I am trying to analyze the complexity of adding an item to a simple data structure (an array of variable size). I do this by means of a doubling ratio experiment, i.e. I am doubling the array size in each iteration of the experiment, before then measuring the time it takes to add a single entry to the array.
In my implementation, adding a number to the array requires reallocation of all existing array entries. Because of that, one would think that the execution time should always increase as the number of items in the array increases.
Weirdly enough, this is not the case.
Here's a complete, minimal example:
public class Experiment {
int size = 0;
int[] arr = new int[0];
public static void main(String[] args) throws Exception {
int minN = 125;
int maxN = 128000;
long start;
long duration;
Experiment experiment = new Experiment();
for(int n=minN; n<=maxN; n+=n) {
while(experiment.size < n) experiment.add(111);
start = System.nanoTime();
experiment.add(111);
duration = System.nanoTime() - start;
System.out.println("N: " + n + "\t Execution time: " + duration);
}
}
public void add(int number) throws Exception {
// Init temporary array with size + 1
this.size++;
int[] tmpArr = new int[this.size];
// Reallocate existing entries
for(int i=0; i<this.arr.length; i++) tmpArr[i] = this.arr[i];
// Add new number
tmpArr[this.size - 1] = number;
// Replace with temporary array
this.arr = tmpArr;
}
}
When executing the experiment, this is the result I get:
N: 125 Execution time: 1799
N: 250 Execution time: 624
N: 500 Execution time: 1133
N: 1000 Execution time: 2161
N: 2000 Execution time: 566
N: 4000 Execution time: 1270
N: 8000 Execution time: 3195
N: 16000 Execution time: 6655
N: 32000 Execution time: 12155
N: 64000 Execution time: 56298
N: 128000 Execution time: 61612
I executed the experiment many times, and the following pattern always holds true: The first iteration takes much longer than the second. In the third and fourth iteration, execution time increases again. In the fifth, it decreases again, before then continuously increasing.
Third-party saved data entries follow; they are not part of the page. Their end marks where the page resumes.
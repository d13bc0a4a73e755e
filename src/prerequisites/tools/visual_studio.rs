//! Visual Studio 2022 (Windows desktop builds)

use super::{Installation, Tool};
use crate::platform::Host;
use crate::prerequisites::{ResolveContext, ToolKind};
use crate::process::{probe, CommandLine, PROBE_TIMEOUT};
use async_trait::async_trait;
use std::path::{Path, PathBuf};
use tracing::{debug, warn};

const VSWHERE_LOCATIONS: [&str; 2] = [
    r"C:\Program Files (x86)\Microsoft Visual Studio\Installer\vswhere.exe",
    r"C:\Program Files\Microsoft Visual Studio\Installer\vswhere.exe",
];

const DEFAULT_INSTALLS: [&str; 3] = [
    r"C:\Program Files\Microsoft Visual Studio\2022\Professional",
    r"C:\Program Files\Microsoft Visual Studio\2022\Community",
    r"C:\Program Files\Microsoft Visual Studio\2022\Enterprise",
];

/// Installation root holding `vcvars64.bat` and the bundled `clang-cl`
pub struct VisualStudio;

impl VisualStudio {
    /// Environment setup script inside an installation
    pub fn vcvars(root: &Path) -> PathBuf {
        root.join("VC").join("Auxiliary").join("Build").join("vcvars64.bat")
    }

    /// Clang front end shipped with the C++ Clang tools component
    pub fn clang_cl(root: &Path) -> PathBuf {
        root.join("VC")
            .join("Tools")
            .join("Llvm")
            .join("x64")
            .join("bin")
            .join("clang-cl.exe")
    }

    async fn query_vswhere(&self, vswhere: &Path) -> Option<PathBuf> {
        let cmd = CommandLine::new(vswhere).args([
            "-latest",
            "-products",
            "*",
            "-requires",
            "Microsoft.VisualStudio.Component.VC.Tools.x86.x64",
            "-version",
            "[17.0,18.0)",
            "-property",
            "installationPath",
            "-format",
            "value",
        ]);
        let output = probe(&cmd, PROBE_TIMEOUT).await.ok()?;
        let path = String::from_utf8_lossy(&output.stdout).trim().to_string();
        if !output.status.success() || path.is_empty() {
            return None;
        }

        let version_cmd = CommandLine::new(vswhere).args([
            "-path",
            path.as_str(),
            "-property",
            "catalog_productDisplayVersion",
            "-format",
            "value",
        ]);
        if let Ok(version) = probe(&version_cmd, PROBE_TIMEOUT).await {
            let version = String::from_utf8_lossy(&version.stdout).trim().to_string();
            if !version.is_empty() && !version.starts_with("17.") {
                warn!("Found Visual Studio {} but VS 2022 (17.x) is required", version);
                return None;
            }
        }
        Some(PathBuf::from(path))
    }
}

#[async_trait]
impl Tool for VisualStudio {
    fn kind(&self) -> ToolKind {
        ToolKind::VisualStudio
    }

    fn version(&self) -> Option<&str> {
        None
    }

    fn validate(&self, root: &Path, _host: Host) -> Option<Installation> {
        let vcvars = Self::vcvars(root);
        (vcvars.is_file() && Self::clang_cl(root).is_file()).then(|| Installation::new(root, vcvars))
    }

    async fn locate_system(&self, cx: &ResolveContext) -> Option<Installation> {
        if !cx.host.is_windows() {
            return None;
        }

        for vswhere in VSWHERE_LOCATIONS.iter().map(Path::new).filter(|p| p.is_file()) {
            if let Some(root) = self.query_vswhere(vswhere).await {
                debug!("vswhere reported {}", root.display());
                if let Some(found) = self.validate(&root, cx.host) {
                    return Some(found);
                }
            }
        }

        DEFAULT_INSTALLS
            .iter()
            .find_map(|p| self.validate(Path::new(p), cx.host))
    }

    fn hint(&self, _host: Host) -> String {
        "Install Visual Studio 2022 with the C++ desktop workload and the C++ Clang tools component, or set VS_PATH"
            .to_string()
    }
}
And I noticed, that if I start the experiment in the fifth iteration (by setting minN = 2000
), it behaves as expected, i.e. it continuously increases. But even then, the ratios between iterations is inconsistent, which it shouldn't be (sometimes execution time doubles from one iteration to the next, and at other times it almost quadruples).
Does anyone have ideas why this is the case? Shouldn't it continously increase? Thanks.